Nach § 286 Abs. 1 ZPO hat das Gericht unter Berücksichtigung des gesamten Inhalts der Verhandlung und des Ergebnisses einer etwaigen Beweisaufnahme nach freier Überzeugung zu entscheiden, ob eine tatsächliche Behauptung wahr oder nicht wahr ist. Diese Würdigung ist grundsätzlich Sache des Tatrichters, an dessen Feststellungen das Revisionsgericht gemäß § 559 Abs. 2 ZPO gebunden ist. Dieses kann lediglich überprüfen, ob das Berufungsgericht die Voraussetzungen und die Grenzen des § 286 ZPO gewahrt hat. Damit unterliegt der Nachprüfung nur, ob sich der Tatrichter mit dem Prozessstoff und den etwaigen Beweisergebnissen umfassend und widerspruchsfrei auseinandergesetzt hat, die Würdigung also vollständig und rechtlich möglich ist und nicht gegen Denkgesetze und Erfahrungssätze verstößt (vgl. nur Senat, Urteile vom 19. Juni 2008 - III ZR 46/06, NJW-RR 2008, 1484 Rn. 22; vom 5. November 2009 - III ZR 6/09, NJW 2010, 1456 Rn. 8 und vom 10. November 2011 - III ZR 81/11, WM 2011, 2353 Rn. 16, jeweils mwN). Nach diesem Maßstab ist ein Verstoß des Berufungsgerichts gegen § 286 ZPO nicht festzustellen:
a) Es ist zunächst zutreffend davon ausgegangen, dass - wie auch die Revision nicht in Abrede stellt - verbindliche Richtlinien oder anderweitige Vorschriften über Sicherheitsstandards für Fenster in geschlossenen psychiatrischen Kliniken nicht bestehen. Der Sachverständige Dr. H. hat das Fehlen solcher Vorschriften in seinem Gutachten vom 26. Januar 2011 (S. 20) und seinem Ergänzungsgutachten vom 10. Mai 2011 (S. 2) ausdrücklich bestätigt.
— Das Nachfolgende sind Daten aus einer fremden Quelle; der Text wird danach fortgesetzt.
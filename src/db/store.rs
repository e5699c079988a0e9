//! SQLite telemetry store implementation.

use chrono::{DateTime, NaiveDateTime, Utc};
use rusqlite::{params, Connection, OptionalExtension, Result as SqlResult};
use std::path::Path;
use std::sync::{Arc, Mutex};
use thiserror::Error;

use super::models::*;

/// Database error types.
#[derive(Error, Debug)]
pub enum DbError {
    #[error("SQLite error: {0}")]
    Sqlite(#[from] rusqlite::Error),
    #[error("Migration error: {0}")]
    Migration(String),
}

/// Thread-safe telemetry store.
///
/// Holds one writer and one reader connection to the same WAL-mode
/// database so window queries are not serialized behind inserts.
#[derive(Clone)]
pub struct Store {
    writer: Arc<Mutex<Connection>>,
    reader: Arc<Mutex<Connection>>,
}

impl Store {
    /// Create a new store with the given database path.
    pub fn new<P: AsRef<Path>>(path: P) -> Result<Self, DbError> {
        let writer = open_conn(path.as_ref())?;
        let reader = open_conn(path.as_ref())?;
        let store = Self {
            writer: Arc::new(Mutex::new(writer)),
            reader: Arc::new(Mutex::new(reader)),
        };
        store.init()?;
        Ok(store)
    }

    /// Initialize the database with migrations.
    fn init(&self) -> Result<(), DbError> {
        let conn = self.writer.lock().unwrap();

        // Run migrations inline (embedded SQL)
        conn.execute_batch(include_str!("../../migrations/000001_init.up.sql"))
            .map_err(|e| DbError::Migration(format!("Migration 1 failed: {}", e)))?;

        // Try to run subsequent migrations, ignoring "already exists" errors
        let _ = conn.execute_batch(include_str!("../../migrations/000002_timestamp_index.up.sql"));

        Ok(())
    }

    /// Add a new reading and return its ID.
    ///
    /// The record is committed before this returns; later reads on any
    /// clone of the store observe it.
    pub fn add_reading(&self, reading: &NewReading, recorded_at: DateTime<Utc>) -> Result<i64, DbError> {
        let conn = self.writer.lock().unwrap();
        conn.execute(
            "INSERT INTO readings (timestamp, allpowers_battery, allpowers_watts, allpowers_voltage, \
             allpowers_240v_input, ecoflow_battery, ecoflow_watts, ecoflow_voltage, lifepo4_battery, \
             lifepo4_voltage, solar_watts, solar_voltage, system_load_watts, charger_status) \
             VALUES (?1, ?2, ?3, ?4, ?5, ?6, ?7, ?8, ?9, ?10, ?11, ?12, ?13, ?14)",
            params![
                recorded_at.format("%Y-%m-%d %H:%M:%S%.9f").to_string(),
                reading.allpowers_battery,
                reading.allpowers_watts,
                reading.allpowers_voltage,
                reading.allpowers_240v_input,
                reading.ecoflow_battery,
                reading.ecoflow_watts,
                reading.ecoflow_voltage,
                reading.lifepo4_battery,
                reading.lifepo4_voltage,
                reading.solar_watts,
                reading.solar_voltage,
                reading.system_load_watts,
                reading.charger_status.map(|s| s.as_str()),
            ],
        )?;
        Ok(conn.last_insert_rowid())
    }

    /// Get the most recent reading, or None when the store is empty.
    ///
    /// Timestamp ties are broken by the higher ID.
    pub fn latest_reading(&self) -> Result<Option<Reading>, DbError> {
        let conn = self.reader.lock().unwrap();
        let reading = conn
            .query_row(
                "SELECT id, timestamp, allpowers_battery, allpowers_watts, allpowers_voltage, \
                 allpowers_240v_input, ecoflow_battery, ecoflow_watts, ecoflow_voltage, lifepo4_battery, \
                 lifepo4_voltage, solar_watts, solar_voltage, system_load_watts, charger_status \
                 FROM readings ORDER BY timestamp DESC, id DESC LIMIT 1",
                [],
                read_row,
            )
            .optional()?;
        Ok(reading)
    }

    /// Get all readings recorded at or after the cutoff, newest first.
    pub fn readings_since(&self, cutoff: DateTime<Utc>) -> Result<Vec<Reading>, DbError> {
        let conn = self.reader.lock().unwrap();
        let mut stmt = conn.prepare(
            "SELECT id, timestamp, allpowers_battery, allpowers_watts, allpowers_voltage, \
             allpowers_240v_input, ecoflow_battery, ecoflow_watts, ecoflow_voltage, lifepo4_battery, \
             lifepo4_voltage, solar_watts, solar_voltage, system_load_watts, charger_status \
             FROM readings WHERE timestamp >= ?1 ORDER BY timestamp DESC, id DESC",
        )?;

        let readings = stmt
            .query_map(
                params![cutoff.format("%Y-%m-%d %H:%M:%S%.9f").to_string()],
                read_row,
            )?
            .collect::<SqlResult<Vec<_>>>()?;

        Ok(readings)
    }

    /// Compute aggregate statistics over readings at or after the cutoff.
    ///
    /// Uses the same inclusion predicate as [`Store::readings_since`], so
    /// `count` always matches the window's length.
    pub fn window_stats(&self, cutoff: DateTime<Utc>) -> Result<WindowStats, DbError> {
        let conn = self.reader.lock().unwrap();
        let stats = conn.query_row(
            "SELECT COUNT(*), \
             AVG(allpowers_battery), AVG(allpowers_watts), AVG(allpowers_voltage), \
             AVG(ecoflow_battery), AVG(ecoflow_watts), AVG(ecoflow_voltage), \
             AVG(lifepo4_battery), AVG(lifepo4_voltage), \
             AVG(solar_watts), AVG(solar_voltage), AVG(system_load_watts), \
             MAX(allpowers_watts), MAX(ecoflow_watts), MAX(solar_watts) \
             FROM readings WHERE timestamp >= ?1",
            params![cutoff.format("%Y-%m-%d %H:%M:%S%.9f").to_string()],
            |row| {
                Ok(WindowStats {
                    count: row.get(0)?,
                    avg_allpowers_battery: row.get(1)?,
                    avg_allpowers_watts: row.get(2)?,
                    avg_allpowers_voltage: row.get(3)?,
                    avg_ecoflow_battery: row.get(4)?,
                    avg_ecoflow_watts: row.get(5)?,
                    avg_ecoflow_voltage: row.get(6)?,
                    avg_lifepo4_battery: row.get(7)?,
                    avg_lifepo4_voltage: row.get(8)?,
                    avg_solar_watts: row.get(9)?,
                    avg_solar_voltage: row.get(10)?,
                    avg_system_load_watts: row.get(11)?,
                    max_allpowers_watts: row.get(12)?,
                    max_ecoflow_watts: row.get(13)?,
                    max_solar_watts: row.get(14)?,
                })
            },
        )?;
        Ok(stats)
    }

    /// Delete readings recorded before the cutoff, returning how many
    /// rows were removed. IDs of deleted rows are never reused.
    pub fn delete_readings_before(&self, cutoff: DateTime<Utc>) -> Result<usize, DbError> {
        let conn = self.writer.lock().unwrap();
        let removed = conn.execute(
            "DELETE FROM readings WHERE timestamp < ?1",
            params![cutoff.format("%Y-%m-%d %H:%M:%S%.9f").to_string()],
        )?;
        Ok(removed)
    }
}

/// Open a connection with WAL mode and a busy timeout applied.
fn open_conn(path: &Path) -> Result<Connection, DbError> {
    let conn = Connection::open(path)?;
    let _mode: String = conn.query_row("PRAGMA journal_mode = WAL", [], |r| r.get(0))?;
    let _timeout: i64 = conn.query_row("PRAGMA busy_timeout = 5000", [], |r| r.get(0))?;
    Ok(conn)
}

/// Map a full readings row.
fn read_row(row: &rusqlite::Row<'_>) -> SqlResult<Reading> {
    let time_str: String = row.get(1)?;
    let status: Option<String> = row.get(14)?;
    Ok(Reading {
        id: row.get(0)?,
        timestamp: parse_db_time(&time_str).unwrap_or_else(Utc::now),
        allpowers_battery: row.get(2)?,
        allpowers_watts: row.get(3)?,
        allpowers_voltage: row.get(4)?,
        allpowers_240v_input: row.get(5)?,
        ecoflow_battery: row.get(6)?,
        ecoflow_watts: row.get(7)?,
        ecoflow_voltage: row.get(8)?,
        lifepo4_battery: row.get(9)?,
        lifepo4_voltage: row.get(10)?,
        solar_watts: row.get(11)?,
        solar_voltage: row.get(12)?,
        system_load_watts: row.get(13)?,
        // Rows predating the closed status set read back as None.
        charger_status: status.and_then(|s| s.parse().ok()),
    })
}

/// Parse a datetime string from the database.
fn parse_db_time(s: &str) -> Option<DateTime<Utc>> {
    // Try various formats
    let formats = [
        "%Y-%m-%d %H:%M:%S%.9f",
        "%Y-%m-%d %H:%M:%S%.f",
        "%Y-%m-%d %H:%M:%S",
        "%Y-%m-%dT%H:%M:%S%.9fZ",
        "%Y-%m-%dT%H:%M:%SZ",
    ];

    for fmt in &formats {
        if let Ok(dt) = NaiveDateTime::parse_from_str(s, fmt) {
            return Some(DateTime::from_naive_utc_and_offset(dt, Utc));
        }
    }

    // Try ISO 8601
    if let Ok(dt) = DateTime::parse_from_rfc3339(s) {
        return Some(dt.with_timezone(&Utc));
    }

    None
}
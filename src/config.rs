//! Configuration module for vanwatt.
//!
//! Loads configuration from environment variables with sensible defaults.

use std::env;

/// Server configuration loaded from environment variables.
#[derive(Debug, Clone)]
pub struct ServerConfig {
    /// HTTP port for the web server (default: 5000)
    pub http_port: u16,
    /// Path to the SQLite database file (default: "vanwatt.db")
    pub db_path: String,
    /// Dashboard pin; unset or empty leaves the gate disabled
    pub dashboard_pin: Option<String>,
    /// Days of history to keep; unset keeps everything forever
    pub retention_days: Option<u32>,
}

impl Default for ServerConfig {
    fn default() -> Self {
        Self {
            http_port: 5000,
            db_path: "vanwatt.db".to_string(),
            dashboard_pin: None,
            retention_days: None,
        }
    }
}

impl ServerConfig {
    /// Load configuration from environment variables.
    ///
    /// Environment variables:
    /// - `VANWATT_HTTP_PORT`: HTTP port (default: 5000)
    /// - `VANWATT_DB_PATH`: Database file path (default: "vanwatt.db")
    /// - `VANWATT_PIN`: Dashboard pin (unset or empty disables the gate)
    /// - `VANWATT_RETENTION_DAYS`: Prune readings older than this (unset keeps all)
    pub fn load() -> Self {
        let mut cfg = Self::default();

        if let Ok(port_str) = env::var("VANWATT_HTTP_PORT") {
            if let Ok(port) = port_str.parse() {
                cfg.http_port = port;
            }
        }

        if let Ok(db_path) = env::var("VANWATT_DB_PATH") {
            cfg.db_path = db_path;
        }

        if let Ok(pin) = env::var("VANWATT_PIN") {
            cfg.dashboard_pin = Some(pin);
        }

        if let Ok(days_str) = env::var("VANWATT_RETENTION_DAYS") {
            if let Ok(days) = days_str.parse() {
                cfg.retention_days = Some(days);
            }
        }

        cfg
    }
}

#[cfg(test)]
mod tests {
    use super::*;

    #[test]
    fn test_default_config() {
        let cfg = ServerConfig::default();
        assert_eq!(cfg.http_port, 5000);
        assert_eq!(cfg.db_path, "vanwatt.db");
        assert_eq!(cfg.dashboard_pin, None);
        assert_eq!(cfg.retention_days, None);
    }
}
b) Das Berufungsgericht hat auch nicht dadurch gegen § 286 Abs. 1 ZPO verstoßen, dass es dem Beweisantrag des Klägers in seinem Schriftsatz vom 9. November 2011 (S. 4 f) nicht nachgekommen ist. Die Revisionserwiderung weist zutreffend darauf hin, dass sich dem Vorbringen des Klägers in erster und zweiter Instanz ein hinreichend bestimmter Vortrag zu einem allgemein anerkannten Sicherheitsstandard für (sämtliche) Fenster einer geschlossenen psychiatrischen Station nicht entnehmen lässt. Der Kläger hat mit Schriftsatz vom 9. November 2011 unter Beweisantritt lediglich vorgetragen, nach den Feststellungen des zunächst vom Landgericht beauftragten Sachverständigen S. sei das hier betroffene Fenster der geschlossenen Station (zur Sicherung) nicht üblich und auch nicht ausreichend. Daraus und insbesondere aus dem konturlosen Begriff der fehlenden "Üblichkeit" der Fenstersicherung ergibt sich indes - entgegen der Auffassung der Revision - nicht mit der erforderlichen Bestimmtheit, dass es zum Zeitpunkt des Vorfalls am 11. November 2006 für Fenster einer geschlossenen psychiatrischen Station einen allgemein anerkannten, gegebenenfalls auch von der Beklagten zu beachtenden Sicherheitsstandard gab und - bejahendenfalls - welche konkreten Anforderungen sich auf seiner Grundlage ergaben. Die Angaben des Klägers in dem Schriftsatz vom 9. November 2011 dazu, welche Sicherung der Sachverständige S. "aus seiner Sicht" für richtig oder möglich gehalten habe, sind insofern unergiebig. Gleiches gilt für die Ausführungen des Klägers, welche Mindestanforderungen an Fenster einer geschlossenen psychiatrischen Station seiner Ansicht nach aus den Entscheidungen des Hanseatischen Oberlandesgerichts vom 14. Februar 2003 (aaO) und des Bayerischen Obersten Landesgerichts vom 28. April 1980 (VersR 1980, 872) folgen. Ein allgemein anerkannter Sicherheitsstandard ergibt sich auch hieraus nicht.